In addition to difficulties related to the expense of contact are problems associated with the extreme difficulty the parties have in communicating effectively with one another. This is a situation which is likely to persist for some time to come. To put it bluntly, the parties presently do not have the resources to be able to co-ordinate any future arrangements for contact effectively. Because of these two factors, regardless of whether the children live with Mr B or Ms O in future, I have grave concerns that they will be able to maintain their relationship with the other party concerned.
Mr B is aggrieved that Ms O’s decision to remove the children from N has resulted in him incurring substantial costs to secure their return to the town. In those circumstances, he seeks that, for some time to come, Ms O should bear all the costs of contact. In my assessment, Mr B is likely to be slightly better off financially than Ms O. He has a better paying job. I believe that it is appropriate that the parties share the costs of the children’s contact travel equally, as Mr R recommended.
Whilst Mr and Mrs M continue to live in N, there appear to be few, if any, practical considerations which prevent them having overnight contact with W and Z. N is a small community, whose residents are readily accessible by one another.
e) The capacity of each parent to meet the children’s needs, including emotional and intellectual needs
Mr B is critical of Ms O in respect of the children’s performance at school during much of 2004. In my view, there is some substance to his criticisms. Mr B has given W and Z a sense of routine, in respect of their attendance at school and their teachers have noted a marked improvement in their attendance and academic aptitude. This is a factor which favours Mr B’s proposal.
That is not to say that Mr B is not without his failings in respect of the needs of the children. Mr R found him wanting in respect of Z’s medical needs, particularly for speech therapy. It is a significant part of Ms O’s case that C, a large and well resourced provincial city, is better placed than N, a remote mining community, to provide for all manner of the children’s needs, not only medical but also recreational and educational. This is undoubtedly true.
However, for reasons already provided, I do not consider that Ms O left N necessarily so that W and Z could have access to these facilities. Obviously N does have schools and a hospital. It is set in a remote part of Australia but it is visited by medical specialists, including speech therapists, from time to time, as the records tendered by Ms O demonstrate.
It is likely that both W and Z are torn in their emotional loyalties at present. Clearly, the last few months of their lives have been turbulent ones. The children cannot fail to be affected by the obvious hostility Mr B and Ms O feel for one another. This conflict has the potential to do long-term emotional harm to the children. In the form of the email sent to the children, there is evidence of Ms O attempting to influence the children. Ms M has also deposed that she has heard Mr B speaking negatively of the children’s mother to them. However, I was impressed with Ms M’s evidence that, after being counselled about his behaviour, Mr B has desisted from this practice. W told Mr R that Mr B does not criticise his mother. The children are comfortable with Mr B. However, as I have already indicated, it is my impression that Mr B has not been particularly supportive of the children having telephone contact with their mother or direct physical contact with their maternal grandparents.
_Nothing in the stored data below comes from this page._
//! Sampled feasible region and constraint boundary lines for plotting.

use lpsketch_solver::ConstraintOp;
use tracing::debug;

use crate::backend::LpSolver;
use crate::error::ModelError;
use crate::linear_model::LinearModel;

const EPSILON: f64 = 1e-12;

/// Plot window and sampling density
#[cfg_attr(feature = "serde", derive(serde::Serialize, serde::Deserialize))]
#[derive(Debug, Clone, Copy, PartialEq)]
pub struct PlotConfig {
    pub x_range: (f64, f64),
    pub y_range: (f64, f64),
    /// Grid points per axis
    pub resolution: usize,
    pub width: u32,
    pub height: u32,
}

impl Default for PlotConfig {
    fn default() -> Self {
        Self {
            x_range: (0.0, 10.0),
            y_range: (0.0, 10.0),
            resolution: 300,
            width: 800,
            height: 600,
        }
    }
}

impl PlotConfig {
    pub fn with_x_range(mut self, min: f64, max: f64) -> Self {
        self.x_range = (min, max);
        self
    }

    pub fn with_y_range(mut self, min: f64, max: f64) -> Self {
        self.y_range = (min, max);
        self
    }

    pub fn with_resolution(mut self, resolution: usize) -> Self {
        self.resolution = resolution.max(2);
        self
    }

    pub fn with_size(mut self, width: u32, height: u32) -> Self {
        self.width = width;
        self.height = height;
        self
    }

    /// Grow both ranges so `point` sits inside with a 20% margin
    pub fn fit_to(mut self, point: (f64, f64)) -> Self {
        self.x_range = widen(self.x_range, point.0);
        self.y_range = widen(self.y_range, point.1);
        self
    }
}

fn widen((min, max): (f64, f64), value: f64) -> (f64, f64) {
    if !value.is_finite() {
        return (min, max);
    }
    let min = if value < min { value - 0.2 * value.abs().max(1.0) } else { min };
    let max = if value > max { value + 0.2 * value.abs().max(1.0) } else { max };
    (min, max)
}

/// `a*x + b*y <op> rhs`
#[derive(Debug, Clone, PartialEq)]
pub struct HalfPlane {
    pub label: String,
    pub a: f64,
    pub b: f64,
    pub op: ConstraintOp,
    pub rhs: f64,
}

impl HalfPlane {
    pub fn new(label: impl Into<String>, a: f64, b: f64, op: ConstraintOp, rhs: f64) -> Self {
        Self {
            label: label.into(),
            a,
            b,
            op,
            rhs,
        }
    }

    pub fn contains(&self, x: f64, y: f64) -> bool {
        let lhs = self.a * x + self.b * y;
        let tolerance = 1e-9 * (1.0 + self.rhs.abs());
        self.op.holds(lhs, self.rhs, tolerance)
    }

    /// The boundary `a*x + b*y = rhs`, solved for y when possible and for x
    /// otherwise. `None` when both coefficients vanish.
    pub fn boundary(&self) -> Option<BoundaryCurve> {
        if self.b.abs() > EPSILON {
            Some(BoundaryCurve::YOfX {
                slope: -self.a / self.b,
                intercept: self.rhs / self.b,
            })
        } else if self.a.abs() > EPSILON {
            Some(BoundaryCurve::XOfY {
                slope: -self.b / self.a,
                intercept: self.rhs / self.a,
            })
        } else {
            None
        }
    }
}

#[derive(Debug, Clone, Copy, PartialEq)]
pub enum BoundaryCurve {
    /// `y = slope * x + intercept`
    YOfX { slope: f64, intercept: f64 },
    /// `x = slope * y + intercept`
    XOfY { slope: f64, intercept: f64 },
}

impl BoundaryCurve {
    /// The part of the line inside the plot window
    pub fn clip(&self, x_range: (f64, f64), y_range: (f64, f64)) -> Option<((f64, f64), (f64, f64))> {
        let (p, q) = match *self {
            BoundaryCurve::YOfX { slope, intercept } => (
                (x_range.0, slope * x_range.0 + intercept),
                (x_range.1, slope * x_range.1 + intercept),
            ),
            BoundaryCurve::XOfY { slope, intercept } => (
                (slope * y_range.0 + intercept, y_range.0),
                (slope * y_range.1 + intercept, y_range.1),
            ),
        };
        clip_segment(p, q, x_range, y_range)
    }
}

/// Liang-Barsky clipping of the segment `p`-`q` to the window
fn clip_segment(
    p: (f64, f64),
    q: (f64, f64),
    x_range: (f64, f64),
    y_range: (f64, f64),
) -> Option<((f64, f64), (f64, f64))> {
    let (dx, dy) = (q.0 - p.0, q.1 - p.1);
    let mut t0: f64 = 0.0;
    let mut t1: f64 = 1.0;

    for (pk, qk) in [
        (-dx, p.0 - x_range.0),
        (dx, x_range.1 - p.0),
        (-dy, p.1 - y_range.0),
        (dy, y_range.1 - p.1),
    ] {
        if pk == 0.0 {
            if qk < 0.0 {
                return None;
            }
            continue;
        }
        let r = qk / pk;
        if pk < 0.0 {
            if r > t1 {
                return None;
            }
            t0 = t0.max(r);
        } else {
            if r < t0 {
                return None;
            }
            t1 = t1.min(r);
        }
    }

    Some(((p.0 + t0 * dx, p.1 + t0 * dy), (p.0 + t1 * dx, p.1 + t1 * dy)))
}

#[derive(Debug, Clone, PartialEq)]
pub struct BoundaryLine {
    pub label: String,
    pub curve: BoundaryCurve,
    /// `None` when the line misses the plot window
    pub segment: Option<((f64, f64), (f64, f64))>,
}

/// Feasible region of a model with one or two variables, sampled on a grid
#[derive(Debug, Clone, PartialEq)]
pub struct FeasibleRegion {
    pub x_axis: String,
    /// `None` for a one-variable model; the vertical axis is then a dummy
    pub y_axis: Option<String>,
    pub config: PlotConfig,
    /// Row-major, `mask[j * resolution + i]` is the point `(x_at(i), y_at(j))`
    mask: Vec<bool>,
    pub boundaries: Vec<BoundaryLine>,
    pub optimum: Option<(f64, f64)>,
}

impl FeasibleRegion {
    /// Sample `constraints` and `bounds` over the window. Only `constraints`
    /// get boundary lines.
    pub fn compute(
        x_axis: impl Into<String>,
        y_axis: Option<String>,
        constraints: &[HalfPlane],
        bounds: &[HalfPlane],
        config: PlotConfig,
    ) -> Self {
        let n = config.resolution.max(2);
        let mut region = Self {
            x_axis: x_axis.into(),
            y_axis,
            config: PlotConfig { resolution: n, ..config },
            mask: Vec::with_capacity(n * n),
            boundaries: Vec::new(),
            optimum: None,
        };

        for j in 0..n {
            let y = region.y_at(j);
            for i in 0..n {
                let x = region.x_at(i);
                let feasible = constraints.iter().chain(bounds).all(|h| h.contains(x, y));
                region.mask.push(feasible);
            }
        }

        for constraint in constraints {
            match constraint.boundary() {
                Some(curve) => region.boundaries.push(BoundaryLine {
                    label: constraint.label.clone(),
                    segment: curve.clip(config.x_range, config.y_range),
                    curve,
                }),
                None => debug!(constraint = %constraint.label, "boundary line omitted"),
            }
        }

        region
    }

    /// Region of a model's constraints and variable bounds, with the last
    /// optimal solution marked
    pub fn from_model<S: LpSolver>(model: &LinearModel<S>, config: PlotConfig) -> Result<Self, ModelError> {
        let variables = model.variables();
        match variables.len() {
            0 => return Err(ModelError::TooFewVariables),
            1 | 2 => {}
            n => return Err(ModelError::TooManyVariables(n)),
        }

        let coefficient = |coefficients: &[f64], i: usize| coefficients.get(i).copied().unwrap_or(0.0);
        let constraints: Vec<HalfPlane> = model
            .constraints()
            .map(|c| {
                HalfPlane::new(
                    c.label,
                    coefficient(&c.row.coefficients, 0),
                    coefficient(&c.row.coefficients, 1),
                    c.row.op,
                    c.row.rhs,
                )
            })
            .collect();

        let mut bounds = Vec::new();
        for (i, variable) in model.problem().variables().iter().enumerate() {
            let (a, b) = if i == 0 { (1.0, 0.0) } else { (0.0, 1.0) };
            if let Some(lower) = variable.bounds.lower {
                bounds.push(HalfPlane::new(format!("{} >= {lower}", variable.name), a, b, ConstraintOp::Ge, lower));
            }
            if let Some(upper) = variable.bounds.upper {
                bounds.push(HalfPlane::new(format!("{} <= {upper}", variable.name), a, b, ConstraintOp::Le, upper));
            }
        }

        let mut region = Self::compute(
            variables[0].clone(),
            variables.get(1).cloned(),
            &constraints,
            &bounds,
            config,
        );
        region.optimum = model.solution_point();
        Ok(region)
    }

    pub fn resolution(&self) -> usize {
        self.config.resolution
    }

    pub fn x_at(&self, i: usize) -> f64 {
        let (min, max) = self.config.x_range;
        min + (max - min) * i as f64 / (self.config.resolution - 1) as f64
    }

    pub fn y_at(&self, j: usize) -> f64 {
        let (min, max) = self.config.y_range;
        min + (max - min) * j as f64 / (self.config.resolution - 1) as f64
    }

    pub fn is_feasible_at(&self, i: usize, j: usize) -> bool {
        let n = self.config.resolution;
        i < n && j < n && self.mask[j * n + i]
    }

    pub fn feasible_count(&self) -> usize {
        self.mask.iter().filter(|&&f| f).count()
    }

    pub fn is_empty(&self) -> bool {
        self.feasible_count() == 0
    }

    /// Horizontal runs of feasible grid points as `(x_start, x_end, y)`
    pub fn feasible_runs(&self) -> Vec<(f64, f64, f64)> {
        let n = self.config.resolution;
        let mut runs = Vec::new();
        for j in 0..n {
            let row = &self.mask[j * n..(j + 1) * n];
            let mut start = None;
            for i in 0..=n {
                let feasible = i < n && row[i];
                match (start, feasible) {
                    (None, true) => start = Some(i),
                    (Some(s), false) => {
                        runs.push((self.x_at(s), self.x_at(i - 1), self.y_at(j)));
                        start = None;
                    }
                    _ => {}
                }
            }
        }
        runs
    }

    /// Grid spacing along each axis
    pub fn cell_size(&self) -> (f64, f64) {
        let steps = (self.config.resolution - 1) as f64;
        let (x0, x1) = self.config.x_range;
        let (y0, y1) = self.config.y_range;
        ((x1 - x0) / steps, (y1 - y0) / steps)
    }
}

#[cfg(test)]
mod tests {
    use super::*;
    use lpsketch_solver::Sense;

    fn config() -> PlotConfig {
        PlotConfig::default().with_resolution(11)
    }

    #[test]
    fn test_half_plane_boundary() {
        let h = HalfPlane::new("x + 2y <= 4", 1.0, 2.0, ConstraintOp::Le, 4.0);
        assert_eq!(h.boundary(), Some(BoundaryCurve::YOfX { slope: -0.5, intercept: 2.0 }));

        let vertical = HalfPlane::new("x <= 3", 1.0, 0.0, ConstraintOp::Le, 3.0);
        assert_eq!(vertical.boundary(), Some(BoundaryCurve::XOfY { slope: -0.0, intercept: 3.0 }));

        let empty = HalfPlane::new("0 <= 1", 0.0, 0.0, ConstraintOp::Le, 1.0);
        assert_eq!(empty.boundary(), None);
    }

    #[test]
    fn test_clip_to_window() {
        let curve = BoundaryCurve::YOfX { slope: -1.0, intercept: 4.0 };
        let (p, q) = curve.clip((0.0, 10.0), (0.0, 10.0)).unwrap();
        assert_eq!(p, (0.0, 4.0));
        assert_eq!(q, (4.0, 0.0));

        let outside = BoundaryCurve::YOfX { slope: 0.0, intercept: 20.0 };
        assert_eq!(outside.clip((0.0, 10.0), (0.0, 10.0)), None);

        let vertical = BoundaryCurve::XOfY { slope: 0.0, intercept: 3.0 };
        assert_eq!(vertical.clip((0.0, 10.0), (0.0, 10.0)), Some(((3.0, 0.0), (3.0, 10.0))));
    }

    #[test]
    fn test_mask_is_intersection() {
        let constraints = [
            HalfPlane::new("x <= 5", 1.0, 0.0, ConstraintOp::Le, 5.0),
            HalfPlane::new("y <= 5", 0.0, 1.0, ConstraintOp::Le, 5.0),
        ];
        let region = FeasibleRegion::compute("x", Some("y".into()), &constraints, &[], config());
        // grid step is 1, so x and y each take 0..=5
        assert_eq!(region.feasible_count(), 36);
        assert!(region.is_feasible_at(5, 5));
        assert!(!region.is_feasible_at(6, 0));
        assert_eq!(region.boundaries.len(), 2);
    }

    #[test]
    fn test_feasible_runs() {
        let constraints = [HalfPlane::new("x + y <= 2", 1.0, 1.0, ConstraintOp::Le, 2.0)];
        let region = FeasibleRegion::compute("x", Some("y".into()), &constraints, &[], config());
        assert_eq!(region.feasible_runs(), vec![(0.0, 2.0, 0.0), (0.0, 1.0, 1.0), (0.0, 0.0, 2.0)]);
    }

    #[test]
    fn test_from_model() {
        let mut model = LinearModel::new("2x + 3y", Sense::Minimize).unwrap();
        model.add_constraint("x + y", ConstraintOp::Ge, 4.0).unwrap();
        model.add_constraint("x", ConstraintOp::Le, 3.0).unwrap();
        model.add_constraint("y", ConstraintOp::Le, 3.0).unwrap();
        model.solve().unwrap();

        let region = FeasibleRegion::from_model(&model, config()).unwrap();
        assert_eq!(region.x_axis, "x");
        assert_eq!(region.y_axis.as_deref(), Some("y"));
        assert_eq!(region.boundaries.len(), 3);
        assert_eq!(region.boundaries[0].label, "x + y >= 4");
        assert!(region.is_feasible_at(3, 1));
        assert!(!region.is_feasible_at(1, 1));
        let (x, y) = region.optimum.unwrap();
        assert!((x - 3.0).abs() < 1e-6 && (y - 1.0).abs() < 1e-6);
    }

    #[test]
    fn test_variable_bounds_in_mask() {
        let config = PlotConfig::default().with_x_range(-5.0, 5.0).with_y_range(-5.0, 5.0).with_resolution(11);
        let model = LinearModel::new("x + y", Sense::Maximize).unwrap();
        let region = FeasibleRegion::from_model(&model, config).unwrap();
        // only the non-negative quadrant survives
        assert_eq!(region.feasible_count(), 36);
        assert!(region.boundaries.is_empty());
    }

    #[test]
    fn test_single_variable() {
        let mut model = LinearModel::new("x", Sense::Maximize).unwrap();
        model.add_constraint("2x", ConstraintOp::Le, 8.0).unwrap();
        let region = FeasibleRegion::from_model(&model, config()).unwrap();
        assert_eq!(region.y_axis, None);
        assert!(matches!(region.boundaries[0].curve, BoundaryCurve::XOfY { .. }));
        assert!(region.is_feasible_at(4, 10));
        assert!(!region.is_feasible_at(5, 0));
    }

    #[test]
    fn test_variable_count_limits() {
        let model = LinearModel::new("x + y + z", Sense::Maximize).unwrap();
        assert_eq!(
            FeasibleRegion::from_model(&model, config()),
            Err(ModelError::TooManyVariables(3))
        );
        let constant = LinearModel::new("5", Sense::Maximize).unwrap();
        assert_eq!(FeasibleRegion::from_model(&constant, config()), Err(ModelError::TooFewVariables));
    }

    #[test]
    fn test_fit_to() {
        let config = PlotConfig::default().fit_to((20.0, 5.0));
        assert_eq!(config.x_range, (0.0, 24.0));
        assert_eq!(config.y_range, (0.0, 10.0));
    }
}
I am also concerned, if the boot was on the other foot, that Ms O and her family would be supportive of the children having on-going contact with Mr B and would be supportive of the children continuing to have a significant relationship with him. By removing the children from N, not once but twice, Ms O showed scant regard for the children’s emotional connection to Mr B. I suspect that it would be her preference for the children, particularly W, to cease any on-going relationship with Mr B.
Accordingly, in my view, both parties’ behaviour and attitudes pose some threat to the emotional wellbeing of the children, whom I consider to be vulnerable to some degree. However, I think the prognosis is more favourable in regards to Mr B being able to nurture the children’s relationship with their mother than vice versa.
f) The children’s maturity, sex, background and other characteristics
W and Z are nine and a half and seven years old respectively. They have lived in N all their lives and enjoy sailing, boating and fishing. Neither is an exceptionally mature child. Neither has any specific characteristic, which falls for consideration under this sub-section.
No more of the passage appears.